Dissertation Research: Defending the Homeland: The Cultural Construction of U.S. Defense in Everyday Practice
Syracuse University, Syracuse NY
Investigators
Abstract
Since the late 1990s, people in agencies at multiple levels of government have sought to prepare for terrorist attacks. Attempts to form a functional response structure have been hampered by communication and coordination problems among practitioners unaccustomed to their new roles in national defense. This dissertation research project by a student of cultural anthropology is a multi-sited, ethnographic study of homeland defense in the United States.
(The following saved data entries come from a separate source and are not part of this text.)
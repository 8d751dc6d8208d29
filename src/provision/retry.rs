//! Bounded retry with backoff for external calls
//!
//! Only transient service errors are retried; validation and not-found
//! errors propagate immediately so the pipeline can fail fast.

use crate::provision::ProvisionError;
use std::future::Future;
use tokio::time::{sleep, Duration};
use tracing::warn;

/// Retry budget for one external call site
#[derive(Debug, Clone, Copy)]
pub struct RetryPolicy {
    /// Total attempts, including the first
    pub max_attempts: usize,
    /// Delay before the first retry; doubles per attempt
    pub base_delay: Duration,
}

impl Default for RetryPolicy {
    fn default() -> Self {
        Self {
            max_attempts: 3,
            base_delay: Duration::from_millis(250),
        }
    }
}

impl RetryPolicy {
    /// Policy used in tests to avoid real sleeps
    pub fn immediate(max_attempts: usize) -> Self {
        Self {
            max_attempts,
            base_delay: Duration::from_millis(0),
        }
    }
}

/// Run an operation with bounded retries on transient errors
pub async fn with_retries<T, F, Fut>(
    operation: &str,
    policy: RetryPolicy,
    mut call: F,
) -> Result<T, ProvisionError>
where
    F: FnMut() -> Fut,
    Fut: Future<Output = Result<T, ProvisionError>>,
{
    let mut delay = policy.base_delay;
    let mut attempt = 1;

    loop {
        match call().await {
            Ok(value) => return Ok(value),
            Err(err) if err.is_transient() && attempt < policy.max_attempts => {
                warn!(
                    "{} failed with transient error (attempt {}/{}): {}",
                    operation, attempt, policy.max_attempts, err
                );
                sleep(delay).await;
                delay *= 2;
                attempt += 1;
            }
            Err(err) => return Err(err),
        }
    }
}
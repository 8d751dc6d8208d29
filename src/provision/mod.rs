//! Cluster provisioning API boundary
//!
//! The provisioning service is an external collaborator; this module only
//! defines its interface, the status model, and the error classification
//! the retry layer depends on.

pub mod local;
pub mod retry;

pub use local::LocalClusterApi;
pub use retry::{with_retries, RetryPolicy};

use async_trait::async_trait;
use serde::{Deserialize, Serialize};
use serde_json::Value;
use thiserror::Error;

/// Lifecycle status reported by the provisioning service
#[derive(Debug, Clone, Copy, PartialEq, Eq, Serialize, Deserialize)]
#[serde(rename_all = "SCREAMING_SNAKE_CASE")]
pub enum ClusterStatus {
    Starting,
    Bootstrapping,
    Running,
    Waiting,
    Terminating,
    Terminated,
    TerminatedWithErrors,
}

impl ClusterStatus {
    /// Whether this status ends the cluster lifecycle
    pub fn is_terminal(&self) -> bool {
        matches!(
            self,
            ClusterStatus::Terminated | ClusterStatus::TerminatedWithErrors
        )
    }

    /// Whether this status is terminal-without-success
    pub fn is_failure(&self) -> bool {
        matches!(self, ClusterStatus::TerminatedWithErrors)
    }
}

impl std::fmt::Display for ClusterStatus {
    fn fmt(&self, f: &mut std::fmt::Formatter<'_>) -> std::fmt::Result {
        let s = match self {
            ClusterStatus::Starting => "STARTING",
            ClusterStatus::Bootstrapping => "BOOTSTRAPPING",
            ClusterStatus::Running => "RUNNING",
            ClusterStatus::Waiting => "WAITING",
            ClusterStatus::Terminating => "TERMINATING",
            ClusterStatus::Terminated => "TERMINATED",
            ClusterStatus::TerminatedWithErrors => "TERMINATED_WITH_ERRORS",
        };
        write!(f, "{}", s)
    }
}

/// An active cluster as returned by the listing call
#[derive(Debug, Clone, Serialize, Deserialize)]
pub struct ClusterSummary {
    pub id: String,
    pub name: String,
    pub status: ClusterStatus,
}

/// A step submitted to a running cluster
#[derive(Debug, Clone, Serialize, Deserialize)]
pub struct ClusterStep {
    pub name: String,
    pub jar: String,
    #[serde(default)]
    pub args: Vec<String>,
    #[serde(default)]
    pub main_class: Option<String>,
}

/// Errors from the provisioning service
#[derive(Debug, Error)]
pub enum ProvisionError {
    /// Throttling, timeouts, 5xx-class service trouble; retried with backoff
    #[error("transient service error: {0}")]
    Transient(String),

    /// The request was rejected; never retried
    #[error("validation error: {0}")]
    Validation(String),

    /// The referenced cluster does not exist; never retried
    #[error("cluster not found: {0}")]
    NotFound(String),
}

impl ProvisionError {
    pub fn is_transient(&self) -> bool {
        matches!(self, ProvisionError::Transient(_))
    }
}

/// The resource-creation API, specified at its interface boundary only
#[async_trait]
pub trait ClusterApi: Send + Sync {
    /// Create a cluster from a document with nulls already stripped
    async fn create(&self, document: &Value) -> Result<String, ProvisionError>;

    /// Describe the current status of a cluster
    async fn describe(&self, cluster_id: &str) -> Result<ClusterStatus, ProvisionError>;

    /// List clusters currently in non-terminal states
    async fn list_active(&self) -> Result<Vec<ClusterSummary>, ProvisionError>;

    /// Submit a step to a running cluster
    async fn add_step(&self, cluster_id: &str, step: &ClusterStep) -> Result<String, ProvisionError>;

    /// Request termination of a cluster
    async fn terminate(&self, cluster_id: &str) -> Result<(), ProvisionError>;
}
The research will be conducted in a policy-based community comprising those individuals working in local, state, and federal level organizations operating in the Boston, Massachusetts area. Based on network and domain analyses in conjunction with ethnographic interviews, the study will examine (1) how practitioners from varied backgrounds (police, medical personnel, FBI agents, firefighters) construct their models of homeland defense, (2) how those models affect interactions, and (3) how local experiences intersect with and potentially transform policies. It examines homeland defense as an area of daily practice and discourse through which traditional ideas of defense are challenged and either maintained or transformed. The project advances anthropological knowledge of defense as a culturally constructed institution, expands the application of practice theory, and addresses the methodological challenges of studying multi-sited organizations as parts of daily social life. Of particular relevance, the research has the potential to offer practical insights into communication barriers that hamper coordination of homeland defense efforts.